[GIVEN INFORMATION — start]
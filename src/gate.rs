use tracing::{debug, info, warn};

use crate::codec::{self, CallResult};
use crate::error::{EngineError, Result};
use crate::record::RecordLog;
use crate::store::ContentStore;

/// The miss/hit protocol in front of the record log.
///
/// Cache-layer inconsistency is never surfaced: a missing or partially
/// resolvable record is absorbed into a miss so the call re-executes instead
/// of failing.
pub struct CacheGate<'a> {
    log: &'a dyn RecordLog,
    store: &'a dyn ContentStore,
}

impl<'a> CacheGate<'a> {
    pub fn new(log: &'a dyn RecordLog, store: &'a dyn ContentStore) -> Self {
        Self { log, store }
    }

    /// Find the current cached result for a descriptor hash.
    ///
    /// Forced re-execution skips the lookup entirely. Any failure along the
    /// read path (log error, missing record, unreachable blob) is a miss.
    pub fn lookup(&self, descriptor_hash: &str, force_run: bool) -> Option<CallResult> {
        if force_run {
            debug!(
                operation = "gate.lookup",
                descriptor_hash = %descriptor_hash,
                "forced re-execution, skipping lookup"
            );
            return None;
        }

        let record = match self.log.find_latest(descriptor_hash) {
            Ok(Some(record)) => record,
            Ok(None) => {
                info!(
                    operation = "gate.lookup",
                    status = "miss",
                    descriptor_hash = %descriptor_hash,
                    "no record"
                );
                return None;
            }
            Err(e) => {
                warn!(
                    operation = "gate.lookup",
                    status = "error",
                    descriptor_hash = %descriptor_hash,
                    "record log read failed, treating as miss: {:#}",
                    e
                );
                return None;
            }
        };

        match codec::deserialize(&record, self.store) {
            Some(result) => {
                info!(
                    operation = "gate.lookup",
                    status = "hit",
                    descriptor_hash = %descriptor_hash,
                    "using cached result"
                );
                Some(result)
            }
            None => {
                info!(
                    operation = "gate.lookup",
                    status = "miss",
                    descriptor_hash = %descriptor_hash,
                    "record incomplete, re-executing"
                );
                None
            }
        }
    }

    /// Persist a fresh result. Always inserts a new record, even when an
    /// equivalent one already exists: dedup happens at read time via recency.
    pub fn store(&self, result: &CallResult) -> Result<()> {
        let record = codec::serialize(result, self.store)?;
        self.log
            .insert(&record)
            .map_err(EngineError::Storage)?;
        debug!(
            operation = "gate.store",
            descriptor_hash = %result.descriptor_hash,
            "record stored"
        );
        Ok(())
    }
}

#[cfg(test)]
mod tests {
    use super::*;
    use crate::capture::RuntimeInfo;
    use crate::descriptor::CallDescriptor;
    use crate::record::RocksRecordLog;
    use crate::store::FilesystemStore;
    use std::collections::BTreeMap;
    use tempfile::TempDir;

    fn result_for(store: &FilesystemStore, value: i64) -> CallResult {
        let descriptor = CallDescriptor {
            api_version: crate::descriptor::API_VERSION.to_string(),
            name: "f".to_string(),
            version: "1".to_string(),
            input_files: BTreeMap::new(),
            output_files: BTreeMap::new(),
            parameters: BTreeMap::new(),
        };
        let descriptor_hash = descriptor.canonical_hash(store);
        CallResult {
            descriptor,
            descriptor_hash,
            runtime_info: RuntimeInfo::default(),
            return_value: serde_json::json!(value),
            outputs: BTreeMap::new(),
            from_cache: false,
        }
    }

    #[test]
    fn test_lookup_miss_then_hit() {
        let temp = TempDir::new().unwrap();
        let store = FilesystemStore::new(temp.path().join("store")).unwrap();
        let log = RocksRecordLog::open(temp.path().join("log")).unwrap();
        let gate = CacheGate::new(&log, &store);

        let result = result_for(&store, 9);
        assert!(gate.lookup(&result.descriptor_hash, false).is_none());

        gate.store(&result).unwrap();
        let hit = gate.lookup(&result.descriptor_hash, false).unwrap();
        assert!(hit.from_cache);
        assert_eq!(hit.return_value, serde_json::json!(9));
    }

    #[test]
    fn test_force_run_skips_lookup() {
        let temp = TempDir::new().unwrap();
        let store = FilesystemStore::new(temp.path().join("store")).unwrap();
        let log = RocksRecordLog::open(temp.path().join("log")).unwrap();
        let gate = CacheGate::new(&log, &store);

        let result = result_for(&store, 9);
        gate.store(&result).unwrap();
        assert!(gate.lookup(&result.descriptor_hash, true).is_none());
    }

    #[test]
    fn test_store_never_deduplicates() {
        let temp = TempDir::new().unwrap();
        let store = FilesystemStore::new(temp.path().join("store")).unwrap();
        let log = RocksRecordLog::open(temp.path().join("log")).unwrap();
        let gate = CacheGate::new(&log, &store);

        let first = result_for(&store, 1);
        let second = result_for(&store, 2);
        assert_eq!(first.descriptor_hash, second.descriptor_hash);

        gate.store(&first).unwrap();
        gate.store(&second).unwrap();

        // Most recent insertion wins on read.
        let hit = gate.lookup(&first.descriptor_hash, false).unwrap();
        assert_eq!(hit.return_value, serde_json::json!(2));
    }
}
[GIVEN INFORMATION — finish]
[GIVEN INFORMATION — start]
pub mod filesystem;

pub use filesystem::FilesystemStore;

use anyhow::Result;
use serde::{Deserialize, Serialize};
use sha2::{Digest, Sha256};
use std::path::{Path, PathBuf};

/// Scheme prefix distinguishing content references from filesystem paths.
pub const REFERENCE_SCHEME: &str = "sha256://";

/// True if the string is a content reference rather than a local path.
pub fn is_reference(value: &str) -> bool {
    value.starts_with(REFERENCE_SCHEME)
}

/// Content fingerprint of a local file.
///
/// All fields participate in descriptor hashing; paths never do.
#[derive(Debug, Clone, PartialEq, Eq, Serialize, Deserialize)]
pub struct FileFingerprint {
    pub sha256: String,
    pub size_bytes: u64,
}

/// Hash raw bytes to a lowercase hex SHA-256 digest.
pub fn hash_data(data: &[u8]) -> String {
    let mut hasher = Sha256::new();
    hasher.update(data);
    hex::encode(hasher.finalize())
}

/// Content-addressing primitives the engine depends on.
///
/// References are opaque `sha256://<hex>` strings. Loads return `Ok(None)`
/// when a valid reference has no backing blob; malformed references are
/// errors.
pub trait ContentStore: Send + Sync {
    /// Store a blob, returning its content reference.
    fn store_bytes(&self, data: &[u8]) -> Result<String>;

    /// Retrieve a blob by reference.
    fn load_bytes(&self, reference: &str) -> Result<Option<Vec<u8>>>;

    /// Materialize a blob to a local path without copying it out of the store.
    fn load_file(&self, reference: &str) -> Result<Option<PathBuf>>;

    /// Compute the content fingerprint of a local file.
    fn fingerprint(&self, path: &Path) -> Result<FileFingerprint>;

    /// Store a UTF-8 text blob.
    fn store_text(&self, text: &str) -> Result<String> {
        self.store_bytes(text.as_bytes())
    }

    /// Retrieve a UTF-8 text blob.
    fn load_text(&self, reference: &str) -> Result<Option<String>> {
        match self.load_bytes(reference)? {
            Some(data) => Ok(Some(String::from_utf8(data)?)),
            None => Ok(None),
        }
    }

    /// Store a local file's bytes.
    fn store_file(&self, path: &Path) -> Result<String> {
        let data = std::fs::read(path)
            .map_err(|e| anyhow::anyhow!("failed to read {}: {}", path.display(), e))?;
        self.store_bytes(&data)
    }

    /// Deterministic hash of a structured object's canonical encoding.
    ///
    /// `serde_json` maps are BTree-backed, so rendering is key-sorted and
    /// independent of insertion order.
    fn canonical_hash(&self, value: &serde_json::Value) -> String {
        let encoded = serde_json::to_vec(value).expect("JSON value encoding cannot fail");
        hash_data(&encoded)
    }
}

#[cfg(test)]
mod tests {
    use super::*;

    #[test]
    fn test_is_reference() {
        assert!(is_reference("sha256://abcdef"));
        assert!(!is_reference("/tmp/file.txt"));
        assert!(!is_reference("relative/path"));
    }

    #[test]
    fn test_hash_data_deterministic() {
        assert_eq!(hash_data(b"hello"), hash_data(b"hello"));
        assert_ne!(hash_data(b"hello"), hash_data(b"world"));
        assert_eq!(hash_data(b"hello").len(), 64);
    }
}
[GIVEN INFORMATION — finish]
§ **EXERCISE DIRECTIONS**: What you return must be the lines above that run from the line with "pub mod filesystem;" to the line with "fn store_bytes(&self, data: &[u8])", inclusive, each copied exactly.

§ **RESULT OF THE EXERCISE**:
pub mod filesystem;

pub use filesystem::FilesystemStore;

use anyhow::Result;
use serde::{Deserialize, Serialize};
use sha2::{Digest, Sha256};
use std::path::{Path, PathBuf};

/// Scheme prefix distinguishing content references from filesystem paths.
pub const REFERENCE_SCHEME: &str = "sha256://";

/// True if the string is a content reference rather than a local path.
pub fn is_reference(value: &str) -> bool {
    value.starts_with(REFERENCE_SCHEME)
}

/// Content fingerprint of a local file.
///
/// All fields participate in descriptor hashing; paths never do.
#[derive(Debug, Clone, PartialEq, Eq, Serialize, Deserialize)]
pub struct FileFingerprint {
    pub sha256: String,
    pub size_bytes: u64,
}

/// Hash raw bytes to a lowercase hex SHA-256 digest.
pub fn hash_data(data: &[u8]) -> String {
    let mut hasher = Sha256::new();
    hasher.update(data);
    hex::encode(hasher.finalize())
}

/// Content-addressing primitives the engine depends on.
///
/// References are opaque `sha256://<hex>` strings. Loads return `Ok(None)`
/// when a valid reference has no backing blob; malformed references are
/// errors.
pub trait ContentStore: Send + Sync {
    /// Store a blob, returning its content reference.
    fn store_bytes(&self, data: &[u8]) -> Result<String>;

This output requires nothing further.